Wednesday, November 2, 2016, 15 h 50

Salle Bernard-Lalonde (1.131), hôtel du Parlement

(Quinze heures cinquante-quatre minutes)

M. Lisée : Mesdames messieurs, évidemment, nous avons pris connaissance des dernières informations et de la confirmation par la Sûreté du Québec que six journalistes ont fait l'objet de mandats et d'enquêtes sur leur registre téléphonique, ce qui est extrêmement préoccupant.

D'abord, je vais demander à mon collègue Stéphane Bergeron de faire une brève déclaration, et je vous reviens.

M. Bergeron : Alors, merci. Évidemment, j'ai appris, il y a quelques instants, que six journalistes auraient fait l'objet d'une vérification de leur registre téléphonique dans la foulée de l'écoute électronique de Michel Arsenault. C'est une nouvelle qui est extrêmement étonnante, extrêmement préoccupante. C'est une initiative que je n'ai évidemment pas demandée, et c'est une initiative que je n'aurais jamais autorisée, et c'est une initiative dont je n'ai jamais été informé avant il y a quelques instants. Voilà.

M. Lisée : Alors, jusqu'à hier, on pensait savoir que le Service de police de la ville de Montréal avait confirmé avoir demandé plus d'une vingtaine de mandats sur un journaliste, qui est Patrick Lagacé, que d'autres journalistes avaient été les victimes collatérales d'une tentative de trouver une fuite d'information.

Aujourd'hui, on apprend qu'à la Sûreté du Québec une pratique qui a été jugée normale par le directeur de la Sûreté de l'époque et qui a été avalisée encore une fois par des juges de paix qui ont donné les mandats... que la direction des poursuites criminelles et civiles n'a pas été même consultée, ce qui nous fait penser que la réponse que le gouvernement a donnée depuis hier à cette crise de confiance dans les rapports police-journalistes, cette réponse n'est pas adéquate.

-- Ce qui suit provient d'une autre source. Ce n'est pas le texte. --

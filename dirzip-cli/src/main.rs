// dirzip-cli/src/main.rs

use std::io::{self, Write};

use anyhow::{Context, Result};
use clap::Parser;

use dirzip_cli::{diag, dispatch, falls_back_to_help, Cli, HELP_TEXT};
use dirzip_common::ToolConfig;

// The exit status stays 0 on every path, including bad options and a closed
// stdout; outcomes are reported on the console only.
fn main() {
    let cli = match Cli::try_parse() {
        Ok(cli) => cli,
        Err(e) if falls_back_to_help(&e) => {
            let _ = io::stdout().write_all(HELP_TEXT.as_bytes());
            return;
        }
        Err(e) => {
            let _ = e.print();
            return;
        }
    };

    let config = cli.config();
    if let Err(e) = diag::init(&config) {
        let _ = writeln!(io::stderr(), "could not install diagnostic logger: {}", e);
    }

    if let Err(e) = run(&cli, &config) {
        diag::error("main", "Could not complete command", &format!("Inner error: {:#}", e));
    }
}

fn run(cli: &Cli, config: &ToolConfig) -> Result<()> {
    let mut stdout = io::stdout().lock();
    let outcome = dispatch::run(&cli.args, config, &mut stdout).context("writing to stdout")?;
    stdout.flush().context("flushing stdout")?;
    log::debug!("finished: success={}", outcome.is_success());
    Ok(())
}
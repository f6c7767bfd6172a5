use std::collections::HashMap;
use std::sync::{Arc, RwLock, RwLockReadGuard, RwLockWriteGuard};

use time::OffsetDateTime;
use uuid::Uuid;

use crate::error::AppError;
use crate::models::User;
use crate::services::clock::Clock;
use crate::services::encoder::CredentialEncoder;

/// インメモリのユーザーストア
///
/// 書き込み前に `CredentialEncoder` を通すため、平文パスワードは保存されない
#[derive(Clone)]
pub struct UserRepository {
    users: Arc<RwLock<HashMap<Uuid, User>>>,
    encoder: CredentialEncoder,
    clock: Arc<dyn Clock>,
}

impl UserRepository {
    pub fn new(encoder: CredentialEncoder, clock: Arc<dyn Clock>) -> Self {
        Self {
            users: Arc::new(RwLock::new(HashMap::new())),
            encoder,
            clock,
        }
    }

    /// 作成・更新日時に使う現在時刻
    pub fn now(&self) -> OffsetDateTime {
        self.clock.now()
    }

    /// ユーザーIDでユーザーを検索
    pub fn find_by_id(&self, user_id: Uuid) -> Result<Option<User>, AppError> {
        Ok(self.read()?.get(&user_id).cloned())
    }

    /// メールアドレスでユーザーを検索（大文字小文字を区別しない）
    pub fn find_by_email(&self, email: &str) -> Result<Option<User>, AppError> {
        Ok(self
            .read()?
            .values()
            .find(|u| u.email.eq_ignore_ascii_case(email))
            .cloned())
    }

    /// ユーザーを保存（作成・更新）
    ///
    /// # Errors
    /// - `StaleWrite`: 読み込み後に他の処理で更新されている
    /// - `EmailAlreadyExists`: メールアドレス重複
    ///
    /// # Note
    /// 平文パスワードのハッシュ化はストア更新より前に行う。
    /// 以降の検証で失敗しても平文は既に破棄されている
    pub fn save(&self, user: &mut User) -> Result<(), AppError> {
        self.encoder.on_before_write(user)?;

        let mut users = self.write()?;

        match users.get(&user.id) {
            Some(stored) if stored.version != user.version => {
                tracing::warn!(
                    user_id = %user.id,
                    stored_version = stored.version,
                    version = user.version,
                    "楽観ロック競合"
                );
                return Err(AppError::StaleWrite);
            }
            None if user.version != 0 => return Err(AppError::AccountNotFound(user.id)),
            _ => {}
        }

        if users
            .values()
            .any(|u| u.id != user.id && u.email.eq_ignore_ascii_case(&user.email))
        {
            return Err(AppError::EmailAlreadyExists);
        }

        user.version += 1;
        user.updated_at = self.clock.now();
        users.insert(user.id, user.clone());

        tracing::debug!(user_id = %user.id, version = user.version, "ユーザー保存");

        Ok(())
    }

    fn read(&self) -> Result<RwLockReadGuard<'_, HashMap<Uuid, User>>, AppError> {
        self.users
            .read()
            .map_err(|_| AppError::Internal(anyhow::anyhow!("user store lock poisoned")))
    }

    fn write(&self) -> Result<RwLockWriteGuard<'_, HashMap<Uuid, User>>, AppError> {
        self.users
            .write()
            .map_err(|_| AppError::Internal(anyhow::anyhow!("user store lock poisoned")))
    }
}
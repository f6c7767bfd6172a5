pub mod user;

pub use user::UserRepository;
use argon2::password_hash::SaltString;
use argon2::password_hash::rand_core::OsRng;
use argon2::{Argon2, PasswordHash, PasswordHasher as _, PasswordVerifier};

use crate::error::AppError;

/// パスワードハッシュ化戦略
pub trait PasswordHasher: Send + Sync {
    fn hash(&self, plain_password: &str) -> Result<String, AppError>;

    fn verify(&self, plain_password: &str, hash: &str) -> Result<bool, AppError>;
}

/// argon2id によるハッシュ化（ソルトは毎回ランダム生成）
#[derive(Clone, Default)]
pub struct Argon2Hasher {
    argon2: Argon2<'static>,
}

impl Argon2Hasher {
    pub fn new() -> Self {
        Self::default()
    }
}

impl PasswordHasher for Argon2Hasher {
    fn hash(&self, plain_password: &str) -> Result<String, AppError> {
        let salt = SaltString::generate(&mut OsRng);
        let hash = self
            .argon2
            .hash_password(plain_password.as_bytes(), &salt)
            .map_err(|e| {
                tracing::error!(error = ?e, "パスワードハッシュ生成エラー");
                AppError::Internal(anyhow::anyhow!("password hash error"))
            })?;
        Ok(hash.to_string())
    }

    fn verify(&self, plain_password: &str, hash: &str) -> Result<bool, AppError> {
        let parsed_hash = PasswordHash::new(hash).map_err(|e| {
            tracing::error!(error = ?e, "パスワードハッシュのパースエラー");
            AppError::Internal(anyhow::anyhow!("password hash parse error"))
        })?;

        Ok(self
            .argon2
            .verify_password(plain_password.as_bytes(), &parsed_hash)
            .is_ok())
    }
}

#[cfg(test)]
mod tests {
    use super::*;

    #[test]
    fn test_hash_and_verify() {
        let hasher = Argon2Hasher::new();
        let hash = hasher.hash("password123").unwrap();

        assert!(hash.starts_with("$argon2id$"));
        assert!(hasher.verify("password123", &hash).unwrap());
        assert!(!hasher.verify("wrong_password", &hash).unwrap());
    }

    #[test]
    fn test_same_password_produces_different_hashes() {
        let hasher = Argon2Hasher::new();
        let first = hasher.hash("password123").unwrap();
        let second = hasher.hash("password123").unwrap();
        assert_ne!(first, second);
    }

    #[test]
    fn test_verify_with_invalid_hash_format() {
        let hasher = Argon2Hasher::new();
        assert!(hasher.verify("password123", "invalid_hash_format").is_err());
    }
}
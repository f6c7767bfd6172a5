use time::OffsetDateTime;

/// 現在時刻の取得元
pub trait Clock: Send + Sync {
    fn now(&self) -> OffsetDateTime;
}

#[derive(Clone, Copy, Debug, Default)]
pub struct SystemClock;

impl Clock for SystemClock {
    fn now(&self) -> OffsetDateTime {
        OffsetDateTime::now_utc()
    }
}

/// 固定時刻を返す Clock（テスト・バッチ処理用）
#[derive(Clone, Copy, Debug)]
pub struct FixedClock(pub OffsetDateTime);

impl FixedClock {
    /// UNIX エポックからの秒数で作成
    pub fn at_secs(secs: i64) -> Self {
        Self(OffsetDateTime::UNIX_EPOCH + time::Duration::seconds(secs))
    }
}

impl Clock for FixedClock {
    fn now(&self) -> OffsetDateTime {
        self.0
    }
}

Tout ce qu'on nous a dit, c'est que le ministère de la Sécurité publique désignerait des membres de son personnel pour aller vérifier, dans les corps de police, la qualité des protocoles. Bien, ce n'est pas de ça dont il est question. Il faut que le Bureau des enquêtes indépendantes puisse aller faire enquête sur les cas. Pourquoi des personnes imputables ont demandé des mandats pour fouiller dans les registres des journalistes et dans les téléphones de journalistes? Pourquoi est-ce que cette demande-là a été jugée nécessaire, alors que la jurisprudence semble indiquer l'inverse? Qui est imputable de ça? Et, s'il y a des infractions qui ont été commises, que le bureau fasse des recommandations sur les infractions et fasse des recommandations aussi comment les garde-fous, puis j'utilise le terme à dessein, puissent être érigés pour que ça ne se reproduise pas.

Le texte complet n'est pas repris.